Get college assignment help at uniessay writers control risk is assessed in terms of what?
Samson Company is a wholesaler of men’s hairproducts. The following transactions relate to certain securities by Samson Company, which has a fiscal year ending on December 31: 2006 Jan. 3. Purchased 4000 shares of the 100,000 outstanding common shares of Nichols Corporation at 55 plus commission and other costs of $480. July 2. Received the regular cash dividend of $1.25 a share on Nichols Corporation stock. Dec. 5. Received the regular cash dividend of $1.25 a share plus an extra dividend of $0.10 a share on Nichols Corporation stock. (Assume that all intervening transactions have been recorded properly and that the number of shares of stock owned have not changed from December 31, 2006 to December 31, 2008). 2009 Jan. 2. Purchased controlling interest in Telico Inc. for $540,000 by purchasing 32,000 shares directly from the estate of the founder of Telico. There are 128,000 shares of Telico Inc. stock outstanding. July 6. Received the regular cash dividend of $1.25 a share and a 4% stock dividend on the Nichols Corporation stock. Oct. 23. Sold 800 shares of Nichols Corporation stock at 68. The broker deducted commission and other costs of $140, remitting the balance. Dec. 10. Received a cash dividend at the new rate of $1.50 a share on the Nichols Corporation stock. Dec. 31. Received $38,000 of cash dividends on Telico Inc. stock. Telico Inc. reported net income of $260,000 in 2009. Samson uses the equity method of accounting for its investment in Telico Inc. I attached the worksheet that I have to use as well. Thanks, any help will be wonderful.

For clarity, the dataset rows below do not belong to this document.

//! Williams %R.
//!
//! %R = (highest high - close) / (highest high - lowest low) * -100.
//! A zero range reads as -50.

use crate::domain::candle::Candle;
use crate::domain::indicator::stochastic::range_extremes;

pub const DEFAULT_PERIOD: usize = 14;

pub fn calculate_williams_r(candles: &[Candle], period: usize) -> Option<f64> {
    if period == 0 || candles.len() < period {
        return None;
    }
    let window = &candles[candles.len() - period..];
    let (lowest, highest) = range_extremes(window);
    let range = highest - lowest;
    if range == 0.0 {
        return Some(-50.0);
    }
    let close = window[period - 1].close;
    Some((highest - close) / range * -100.0)
}

#[cfg(test)]
mod tests {
    use super::*;
    use chrono::{TimeZone, Utc};

    fn candle(high: f64, low: f64, close: f64) -> Candle {
        Candle {
            timestamp: Utc.with_ymd_and_hms(2024, 1, 1, 0, 0, 0).unwrap(),
            open: close,
            high,
            low,
            close,
            volume: 1.0,
        }
    }

    #[test]
    fn close_at_low_is_minus_100() {
        let candles = vec![candle(20.0, 10.0, 15.0), candle(18.0, 10.0, 10.0)];
        assert_eq!(calculate_williams_r(&candles, 2), Some(-100.0));
    }

    #[test]
    fn close_at_high_is_zero() {
        let candles = vec![candle(20.0, 10.0, 15.0), candle(20.0, 12.0, 20.0)];
        assert_eq!(calculate_williams_r(&candles, 2), Some(0.0));
    }

    #[test]
    fn zero_range_is_minus_50() {
        let candles = vec![candle(5.0, 5.0, 5.0); 14];
        assert_eq!(calculate_williams_r(&candles, 14), Some(-50.0));
    }

    #[test]
    fn insufficient_data() {
        assert!(calculate_williams_r(&[candle(1.0, 1.0, 1.0)], 14).is_none());
    }
}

Lopez Company issues $5,000,000 of bonds with a coupon rate of 8%. To help the sale, detachable stock warrants are issued at the rate of ten warrants for each $1,000 bond sold. It is estimated that the value of the bonds without the warrants is $4,935,000 and the value of the warrants is $315,000. The bonds with the warrants sold at 101.
Sorry about that. Maybe this will help…. Preparing a master budget for a retail company with no beginning account balances. Oversea Gifts Corporation begins business today, December 31, 2004. Sharon Ting, the president, is trying to prepare the company’s master budget for the first three months (January, February, and March) of 2005. Since you are her good friend and an accounting student, Ms. Ting asks you to prepare the budget based on the following specifications.
A company sold merchandise for $350 that cost $221. The entry to record the cost of the merchandise sold would be?
8. (Multiple Choice; ) Badgers Inc. issued a 120-day note in the amount of $60,000 on 12/16/07 with an annual rate of 8%. What amount of interest has accrued as of 4/16/08?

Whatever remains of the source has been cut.